Difference Between Aneurysm and Pseudoaneurysm

Both aneurysm and pseudoaneurysm present the same. Both present as pulsatile, painful masses. There may be reddening around both. Because of the similar presentation, differentiation is difficult at first glance. However, there are many fundamental differences between aneurysm and pseudoaneurysm and that will be discussed here in detail, highlighting the clinical features, symptoms, causes, investigation and diagnosis, prognosis, and treatment of each condition.


Aneurysm is an abnormal dilatation of an artery. Aneurysm may be fusiform or sac-like. Aorta, iliac arteries, femoral and popliteal arteries are the common sites. Occlusion of the arterial lumen due to atheroma is the principle cause of proximal arterial dilation. In certain connective tissue diseases like Marfan’s, Ehlers-Danlos syndrome, there is extensive pliability of vessel walls leading to pathological spontaneous dilatation. Infections like endocarditis and tertiary syphilis are also known to cause aneurysms.

Most aneurysms resolve spontaneously with thrombosis, but some aneurysms may rupture causing extensive life threatening bleeding. Rupture is rare in dilated arteries with a diameter less than 5 cm. Beyond 5cm, the risk of rupture increases exponentially. Early arterial dilatation may exert pressure on surrounding structures. (Ex: abdominal aortic aneurysm may press on ureter, duodenum, and lumbar spine). Rupture results in a sudden onset severe pain and blood pressure drop. It may mimic renal colic, but immediate diagnosis and operation is life-saving. Fistula formation is a known result of aneurysm rupture. Sometimes blood clots formed inside an aneurysm may break off and embolize.

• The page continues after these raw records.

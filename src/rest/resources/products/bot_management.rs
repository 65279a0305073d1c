//! Bot Management: classifies automated clients hitting a service.

use super::EnabledProduct;

/// The Bot Management product.
#[derive(Debug, Clone, Copy, Default, PartialEq, Eq)]
pub struct BotManagement;

impl EnabledProduct for BotManagement {
    const PRODUCT_ID: &'static str = "bot_management";
    type EnableInput = ();
}

#[cfg(test)]
mod tests {
    use super::*;

    #[test]
    fn test_bot_management_request_path() {
        assert_eq!(
            BotManagement::request("SVC123").path().unwrap(),
            "/enabled-products/v1/bot_management/services/SVC123"
        );
    }
}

Ultra sound scan and CT scan are diagnostic. When the aneurysm is less than 5 cm in diameter, regular observation, control of blood pressure, and bed rest are vital. Regular assessment of aneurysm diameter is essential. Symptomatic aneurysms and aneurysms larger than 5 cm need operative treatment. In elective cases, CT scan is helpful in defining the proximal extent in relation to the renal arteries. Operation involves clamping the aorta below the renal arteries and clamping the iliac arteries distal to the aneurysm. The aneurysm sac is opened longitudinally, and aortic segment is replaced with either a straight or a bifurcated synthetic graft. The graft is laid inside the aneurysm, which is then closed over it. Another method involves passing a synthetic graft endoluminally through the femorals. Operative mortality of ruptured aneurysms remains around 50%.


Pseudo-aneurysms literally mean false aneurysms. It is a result of blood leakage after trauma. Blood collects outside the artery and the surrounding tissue walls it off. Pseudo-aneurysms usually present as pulsatile, painful and slow expanding masses. Because there is reddening, they are commonly confused with abscesses.

There may be a history of catheterization or other invasive vascular instrumentation. CT scan and duplex ultrasound are diagnostic. Although pseudo-aneurysms can occur anywhere in the body, femoral and radial, ulnar and brachial pseudo-aneurysms have become common because of cardiac catheterization and arterio-venous fistula formation for hemodialysis.

Treatment methods are covered stents, probe compression, thrombin injection and surgical ligation. Covered stenting involves the introduction of a small stent endoluminally to exclude the expanding hematoma from the circulation. There is usually a small circulation into and out of the pseudo-aneurysm which can be seen with ultrasonography. The probe can be pressed against the neck of the expanding hematoma for about 20 minutes. When the probe is removed, there is no further circulation because the blood inside the pseudo-aneurysm clots during those 20 minutes. This method is known as ultrasound probe compression. Thrombin is a clotting agent which can be injected into the pseudo-aneurysms under ultrasound guidance. Direct surgical ligation of the neck of the expanding hematoma is another treatment option.

What is the difference between Aneurysm and Pseudoaneurysm?

• Aneurysm is a dilatation of the artery while pseudo-aneurysm is a walled off collection of blood outside a damaged artery.

• Aneurysm and pseudo-aneurysms can both expand, but pseudo-aneurysms do not rupture with dilatation.

• Mortality of aneurysms is much higher than that of pseudo-aneurysms.